Journal Issue: Childhood Obesity Volume 16 Number 1 Spring 2006
Lessons Learned and Challenges
Changing the built environment to increase children's physical activity for recreation and transportation, to improve access to healthful foods, and to reduce access to less healthful foods can help provide long-term solutions to the childhood obesity epidemic. Unlike the often-transitory effects of motivational and educational approaches to addressing obesity, changes in behavior prompted by changes in the built environment should be long lasting. Although research generally links aspects of the built environment with physical activity and eating behaviors, most data are from studies of adults, and findings to date are unable to pinpoint which specific variables would have the greatest effect on childhood eating, physical activity, and obesity. Nevertheless, we can draw some lessons from the studies to date and offer some tentative policy recommendations. Given the urgency of the childhood obesity epidemic, we cannot wait for optimal evidence and must instead base actions on the best available evidence.79
Children of all ages need and want places to play. To support the diversity of their physical activities, they need many types of recreational facilities, both public and private, near their homes and schools. To remedy the relative scarcity of such facilities in low-income neighborhoods, policymakers must ensure that these facilities are more equitably distributed.
Adults who live in walkable communities are more physically active and less likely to be overweight than those who do not. A few studies suggest that adolescents living in walkable neighborhoods may be more active and more likely to walk to school than their counterparts in unwalkable communities, but more studies of youth are needed. Combining physical improvements to enhance the safety of routes to school with activities that promote walking and cycling appears to increase active commuting to school. Improving the safety of roads, sidewalks, and crosswalks may reduce parental concerns about traffic danger and encourage more active transportation among children.

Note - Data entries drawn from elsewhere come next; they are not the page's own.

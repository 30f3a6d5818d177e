use colored::*;
use console::{style, Term};
use indicatif::{ProgressBar, ProgressDrawTarget, ProgressStyle};
use std::io;
use std::path::Path;
use std::process;
use std::sync::{Arc, Mutex};
use tracing::{debug, error, info, warn};
use tracing_appender::non_blocking::WorkerGuard;
use upa_core::error::EXIT_ABNORMAL;
use upa_core::{BatchResult, Confirm, OperationOutcome, ProgressObserver};

use crate::logging::ConsoleSettings;

/// The bar currently on screen, shared with the log writer.
pub type ProgressSlot = Arc<Mutex<Option<ProgressBar>>>;

const PROGRESS_BAR_WIDTH: usize = 42;

/// Console side of a task: progress bar, confirmation prompt and the
/// fatal/abnormal exits.
///
/// Every log line and every prompt first takes the bar off the screen.
pub struct ConsoleReporter {
    settings: ConsoleSettings,
    bar: ProgressSlot,
    log_guard: Mutex<Option<WorkerGuard>>,
}

impl ConsoleReporter {
    pub fn new(settings: ConsoleSettings) -> Self {
        Self {
            settings,
            bar: Arc::new(Mutex::new(None)),
            log_guard: Mutex::new(None),
        }
    }

    /// Keep the file log writer alive until [`ConsoleReporter::exit`].
    pub fn attach_log_guard(&self, guard: Option<WorkerGuard>) {
        if let Ok(mut slot) = self.log_guard.lock() {
            *slot = guard;
        }
    }

    /// Flush the file log and terminate with `code`.
    pub fn exit(&self, code: i32) -> ! {
        self.clear_progress();
        if let Ok(mut slot) = self.log_guard.lock() {
            slot.take();
        }
        process::exit(code)
    }

    pub fn slot(&self) -> ProgressSlot {
        self.bar.clone()
    }

    fn bar_enabled(&self) -> bool {
        self.settings.progress && !self.settings.is_quiet()
    }

    fn new_bar() -> ProgressBar {
        let pb = ProgressBar::with_draw_target(Some(1000), ProgressDrawTarget::stdout());
        pb.set_style(
            ProgressStyle::with_template(&format!("[{{bar:{}}}] {{msg}}", PROGRESS_BAR_WIDTH))
                .unwrap_or_else(|_| ProgressStyle::default_bar())
                .progress_chars("#."),
        );
        pb
    }

    /// Draw the bar at `fraction` (clamped to 0..=1). A final line stays on
    /// screen and is no longer tracked as visible.
    pub fn draw_progress(&self, fraction: f64, final_line: bool) {
        if !self.bar_enabled() {
            return;
        }
        let fraction = fraction.clamp(0.0, 1.0);
        let Ok(mut guard) = self.bar.lock() else {
            return;
        };
        let pb = guard.get_or_insert_with(Self::new_bar);
        pb.set_position((fraction * 1000.0).round() as u64);
        pb.set_message(format!("{:5.1}%", fraction * 100.0));
        if final_line {
            pb.finish();
            guard.take();
        }
    }

    pub fn clear_progress(&self) {
        let pb = self.bar.lock().ok().and_then(|mut guard| guard.take());
        if let Some(pb) = pb {
            pb.finish_and_clear();
        }
    }

    /// Report a fatal error and terminate.
    pub fn fatal(&self, message: &str, code: i32) -> ! {
        self.clear_progress();
        error!("Fatal Error: {}", message);
        self.exit(code)
    }

    /// Report an abnormal exit on the critical channel and terminate.
    pub fn abnormal_exit(&self, message: &str, code: i32) -> ! {
        self.clear_progress();
        error!("{}", message);
        self.exit(code)
    }
}

/// Reading of a confirmation answer; `None` for unrecognized input.
pub fn parse_answer(input: &str) -> Option<bool> {
    let token = input.split_whitespace().next().unwrap_or("");
    match token.chars().next().map(|c| c.to_ascii_lowercase()) {
        Some('y') => Some(true),
        Some('n') => Some(false),
        _ => None,
    }
}

impl Confirm for ConsoleReporter {
    fn confirm(&self, message: &str) -> bool {
        if self.settings.is_quiet() {
            self.fatal("required confirmation in quiet mode", EXIT_ABNORMAL);
        }
        self.clear_progress();

        let term = Term::stdout();
        let _ = term.write_str(&format!("{} [y/n] ", style(message).bold()));

        let mut input = String::new();
        if let Err(err) = io::stdin().read_line(&mut input) {
            warn!("Reading confirmation failed: {}", err);
            return false;
        }
        match parse_answer(&input) {
            Some(answer) => answer,
            None => {
                warn!("Unknown input \"{}\" - assuming no", input.trim());
                false
            }
        }
    }
}

impl ProgressObserver for ConsoleReporter {
    fn on_batch_start(&self, _total: usize) {
        self.draw_progress(0.0, false);
    }

    fn on_file_start(&self, pos: usize, total: usize, _source: &Path) {
        self.draw_progress((pos - 1) as f64 / total as f64, false);
    }

    fn on_file_done(&self, pos: usize, total: usize, source: &Path, outcome: &OperationOutcome) {
        if outcome.is_failure() {
            debug!("{:?} \"{}\"", outcome, source.display());
        }
        self.draw_progress(pos as f64 / total as f64, false);
    }

    fn on_retry_start(&self, _failed: usize) {
        self.clear_progress();
    }

    fn on_batch_done(&self, result: &BatchResult) {
        if result.is_complete() && result.total > 0 {
            self.draw_progress(1.0, true);
        } else {
            self.clear_progress();
        }
        if !result.skipped.is_empty() {
            info!(
                "{} file(s) skipped",
                format!("{}", result.skipped.len()).yellow()
            );
        }
        for (path, outcome) in &result.failed {
            warn!("{:?} \"{}\"", outcome, path.display());
        }
        info!(
            "{} completed ({} of {} file(s) {})!",
            result.kind.action(),
            format!("{}", result.succeeded).green(),
            result.total,
            result.kind.past(),
        );
    }
}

Low-income and minority neighborhoods not only have less access to healthful foods but also may face higher food costs. Evidence linking access to healthful foods with dietary intake in children is limited; more studies should be a high priority. But enough studies document inequitable access to healthful foods to justify corrective efforts. With obesity rates among low-income children and adults much higher than those among well-to-do citizens, there is a strong rationale for grassroots efforts, public-private partnerships, and even public subsidies of healthful food sources in targeted areas.80 Increasing the number of healthful, affordable food choices in a variety of food outlets is a complementary strategy that may be largely driven by commercial considerations. In this instance, public pressure and consumer demand can make a difference.